Los músculos, al igual que todos los aparatos mecánicos que soy capaz de imaginar, consumen un combustible para realizar cada contracción requieren disponer de un compuesto químico que procede de los alimentos después de digeridos y procesados. Para lograr transformar esa energía química en energía mecánica, es decir, en movimiento, el músculo cuenta con unas características físicas especiales que varían según la vía escogida (la aeróbica y la anaeróbica).

El músculo está conformado por una serie de fibras que a su vez están compuestas de miofribrillas. Así, el aumento de tejido muscular no conlleva un aumento en el número de fibras, sino de la cantidad de miofibrillas que hay en cada una de ellas. Al contrario, las fibras musculares, si no se utilizan, lejos de aumentar en número van desapareciendo, por eso es importante no caer en la atrofia.
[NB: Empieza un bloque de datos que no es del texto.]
//! Search engine client.
//!
//! [`SearchClient`] is the seam between the data-flow code (collections,
//! export, index operations) and the engine's HTTP API. Two implementations
//! ship with the crate:
//!
//! | Client | Backing |
//! |--------|---------|
//! | [`HttpClient`] | Meilisearch-compatible REST API over reqwest |
//! | [`InMemoryClient`] | Process-local maps, for tests and dry runs |

mod http;
mod memory;

pub use http::HttpClient;
pub use memory::InMemoryClient;

use crate::Result;
use serde::{Deserialize, Serialize};
use std::fmt;
use std::future::Future;

/// A document as stored by the engine: a JSON object.
pub type Document = serde_json::Map<String, serde_json::Value>;

/// Parameters for fetching a page of documents.
#[derive(Debug, Clone, Default, PartialEq, Eq, Serialize, Deserialize)]
#[serde(rename_all = "camelCase")]
pub struct DocumentsQuery {
    /// Number of documents to skip.
    pub offset: usize,
    /// Maximum number of documents to return.
    pub limit: usize,
    /// Attributes to return; `None` returns every attribute.
    #[serde(skip_serializing_if = "Option::is_none")]
    pub fields: Option<Vec<String>>,
    /// Filter expression.
    #[serde(skip_serializing_if = "Option::is_none")]
    pub filter: Option<String>,
}

impl DocumentsQuery {
    /// Creates a query for one page.
    #[must_use]
    pub const fn new(offset: usize, limit: usize) -> Self {
        Self {
            offset,
            limit,
            fields: None,
            filter: None,
        }
    }

    /// Restricts the returned attributes.
    #[must_use]
    pub fn with_fields(mut self, fields: Vec<String>) -> Self {
        self.fields = Some(fields);
        self
    }

    /// Sets the filter expression. An empty expression clears it.
    #[must_use]
    pub fn with_filter(mut self, filter: impl Into<String>) -> Self {
        let filter = filter.into();
        self.filter = if filter.is_empty() { None } else { Some(filter) };
        self
    }
}

/// A page of documents.
#[derive(Debug, Clone, Default, PartialEq, Serialize, Deserialize)]
#[serde(rename_all = "camelCase")]
pub struct DocumentsPage {
    /// Documents in engine order.
    pub results: Vec<Document>,
    /// Offset echoed by the engine.
    pub offset: usize,
    /// Limit echoed by the engine.
    pub limit: usize,
    /// Total number of matching documents.
    pub total: usize,
}

/// Lifecycle state of a server-side task.
#[derive(Debug, Clone, Copy, PartialEq, Eq, Hash, Serialize, Deserialize)]
#[serde(rename_all = "camelCase")]
pub enum TaskStatus {
    /// Waiting in the queue.
    Enqueued,
    /// Being processed.
    Processing,
    /// Completed successfully.
    Succeeded,
    /// Completed with an error.
    Failed,
    /// Canceled before completion.
    Canceled,
}

impl TaskStatus {
    /// Returns true once the task will not change state again.
    #[must_use]
    pub const fn is_finished(self) -> bool {
        matches!(self, Self::Succeeded | Self::Failed | Self::Canceled)
    }

    /// Returns the wire name of the status.
    #[must_use]
    pub const fn as_str(self) -> &'static str {
        match self {
            Self::Enqueued => "enqueued",
            Self::Processing => "processing",
            Self::Succeeded => "succeeded",
            Self::Failed => "failed",
            Self::Canceled => "canceled",
        }
    }
}

impl fmt::Display for TaskStatus {
    fn fmt(&self, f: &mut fmt::Formatter<'_>) -> fmt::Result {
        f.write_str(self.as_str())
    }
}

/// Summary returned when a write request is accepted.
#[derive(Debug, Clone, PartialEq, Eq, Serialize, Deserialize)]
#[serde(rename_all = "camelCase")]
pub struct EnqueuedTask {
    /// Identifier to poll with [`SearchClient::get_task`].
    pub task_uid: u64,
    /// Index the task applies to.
    #[serde(default)]
    pub index_uid: Option<String>,
    /// Status at enqueue time.
    pub status: TaskStatus,
    /// Task kind, e.g. `documentAdditionOrUpdate`.
    #[serde(rename = "type")]
    pub task_type: String,
    /// RFC 3339 enqueue time.
    #[serde(default)]
    pub enqueued_at: Option<String>,
}

/// Error attached to a failed task.
#[derive(Debug, Clone, PartialEq, Eq, Serialize, Deserialize)]
pub struct TaskError {
    /// Human-readable message.
    pub message: String,
    /// Engine error code.
    pub code: String,
    /// Error category.
    #[serde(rename = "type", default)]
    pub error_type: Option<String>,
}

/// Full state of a server-side task.
#[derive(Debug, Clone, PartialEq, Eq, Serialize, Deserialize)]
#[serde(rename_all = "camelCase")]
pub struct Task {
    /// Task identifier.
    pub uid: u64,
    /// Index the task applies to.
    #[serde(default)]
    pub index_uid: Option<String>,
    /// Current status.
    pub status: TaskStatus,
    /// Task kind.
    #[serde(rename = "type")]
    pub task_type: String,
    /// Error, when the task failed.
    #[serde(default)]
    pub error: Option<TaskError>,
    /// ISO 8601 processing duration, e.g. `PT0.035S`.
    #[serde(default)]
    pub duration: Option<String>,
    /// RFC 3339 enqueue time.
    #[serde(default)]
    pub enqueued_at: Option<String>,
    /// RFC 3339 start time.
    #[serde(default)]
    pub started_at: Option<String>,
    /// RFC 3339 completion time.
    #[serde(default)]
    pub finished_at: Option<String>,
}

/// Index metadata.
#[derive(Debug, Clone, PartialEq, Eq, Serialize, Deserialize)]
#[serde(rename_all = "camelCase")]
pub struct IndexInfo {
    /// Index identifier.
    pub uid: String,
    /// Primary key attribute, once known.
    #[serde(default)]
    pub primary_key: Option<String>,
    /// RFC 3339 creation time.
    #[serde(default)]
    pub created_at: Option<String>,
    /// RFC 3339 last update time.
    #[serde(default)]
    pub updated_at: Option<String>,
}

/// Index settings, passed through as raw JSON.
pub type Settings = serde_json::Value;

/// Operations the toolkit needs from a search engine.
///
/// Write operations are asynchronous on the engine side: they return an
/// [`EnqueuedTask`] and the caller polls [`SearchClient::get_task`] (see
/// [`TaskProcessor`](crate::services::TaskProcessor)).
pub trait SearchClient: Send + Sync {
    /// Fetches one page of documents.
    fn get_documents(
        &self,
        index_uid: &str,
        query: &DocumentsQuery,
    ) -> impl Future<Output = Result<DocumentsPage>> + Send;

    /// Adds or replaces documents.
    fn add_documents(
        &self,
        index_uid: &str,
        documents: &[Document],
        primary_key: Option<&str>,
    ) -> impl Future<Output = Result<EnqueuedTask>> + Send;

    /// Fetches the state of a task.
    fn get_task(&self, task_uid: u64) -> impl Future<Output = Result<Task>> + Send;

    /// Fetches index metadata.
    fn get_index(&self, index_uid: &str) -> impl Future<Output = Result<IndexInfo>> + Send;

    /// Creates an index.
    fn create_index(
        &self,
        index_uid: &str,
        primary_key: Option<&str>,
    ) -> impl Future<Output = Result<EnqueuedTask>> + Send;

    /// Deletes an index.
    fn delete_index(&self, index_uid: &str) -> impl Future<Output = Result<EnqueuedTask>> + Send;

    /// Atomically swaps the contents of two indexes.
    fn swap_indexes(
        &self,
        first: &str,
        second: &str,
    ) -> impl Future<Output = Result<EnqueuedTask>> + Send;

    /// Fetches index settings.
    fn get_settings(&self, index_uid: &str) -> impl Future<Output = Result<Settings>> + Send;

    /// Replaces index settings.
    fn update_settings(
        &self,
        index_uid: &str,
        settings: &Settings,
    ) -> impl Future<Output = Result<EnqueuedTask>> + Send;
}

#[cfg(test)]
mod tests {
    use super::*;

    #[test]
    fn test_task_status_wire_names() {
        let status: TaskStatus = serde_json::from_str("\"succeeded\"").unwrap();
        assert_eq!(status, TaskStatus::Succeeded);
        assert_eq!(serde_json::to_string(&TaskStatus::Canceled).unwrap(), "\"canceled\"");
        assert!(TaskStatus::Failed.is_finished());
        assert!(!TaskStatus::Processing.is_finished());
    }

    #[test]
    fn test_task_deserializes_engine_payload() {
        let json = r#"{
            "uid": 12,
            "indexUid": "movies",
            "status": "failed",
            "type": "indexCreation",
            "error": {"message": "Index `movies` already exists.", "code": "index_already_exists", "type": "invalid_request"},
            "duration": "PT0.001S",
            "enqueuedAt": "2024-01-01T00:00:00Z",
            "startedAt": "2024-01-01T00:00:00Z",
            "finishedAt": "2024-01-01T00:00:01Z"
        }"#;

        let task: Task = serde_json::from_str(json).unwrap();

        assert_eq!(task.uid, 12);
        assert_eq!(task.status, TaskStatus::Failed);
        assert_eq!(task.task_type, "indexCreation");
        assert_eq!(task.error.unwrap().code, "index_already_exists");
    }

    #[test]
    fn test_documents_query_skips_empty_options() {
        let query = DocumentsQuery::new(20, 10).with_filter("");
        let json = serde_json::to_value(&query).unwrap();
        assert_eq!(json, serde_json::json!({"offset": 20, "limit": 10}));

        let query = DocumentsQuery::new(0, 5)
            .with_fields(vec!["id".to_string()])
            .with_filter("genre = \"drama\"");
        let json = serde_json::to_value(&query).unwrap();
        assert_eq!(json["fields"], serde_json::json!(["id"]));
        assert_eq!(json["filter"], "genre = \"drama\"");
    }
}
Con el entrenamiento no solamente se mantiene intacto el número de fibras, sino que aumenta el tamaño, y por tanto de calidad y capacidad.

Así las cosas, existen dos grandes tipos de fibras musculares (contracción lenta y contracción rápida), que se encuentran presentes en todos los músculos del cuerpo, más allá de que el reparto varía. Los músculos que requieren una acción más rápida y que por lo general son más pequeños tienen más fibras de contracción rápida, como es el caso de la musculatura que cierra los párpados y los músculos más grandes, son más ricos en fibras de contracción lenta, como es el caso de los glúteos.

Además, el reparto de estas características varía en cada individuo, todos tenemos una predisposición genética a desarrollar mejores trabajos de fuerza o de resistencia, en función del predomino de fibras musculares que tengamos. Eso no significa que estemos marcados, porque las adaptaciones que podemos realizar son bastante notables. Salvo que quieras competir en alto rendimiento, la predisposición genética es muchas veces sólo una anécdota en este caso concreto.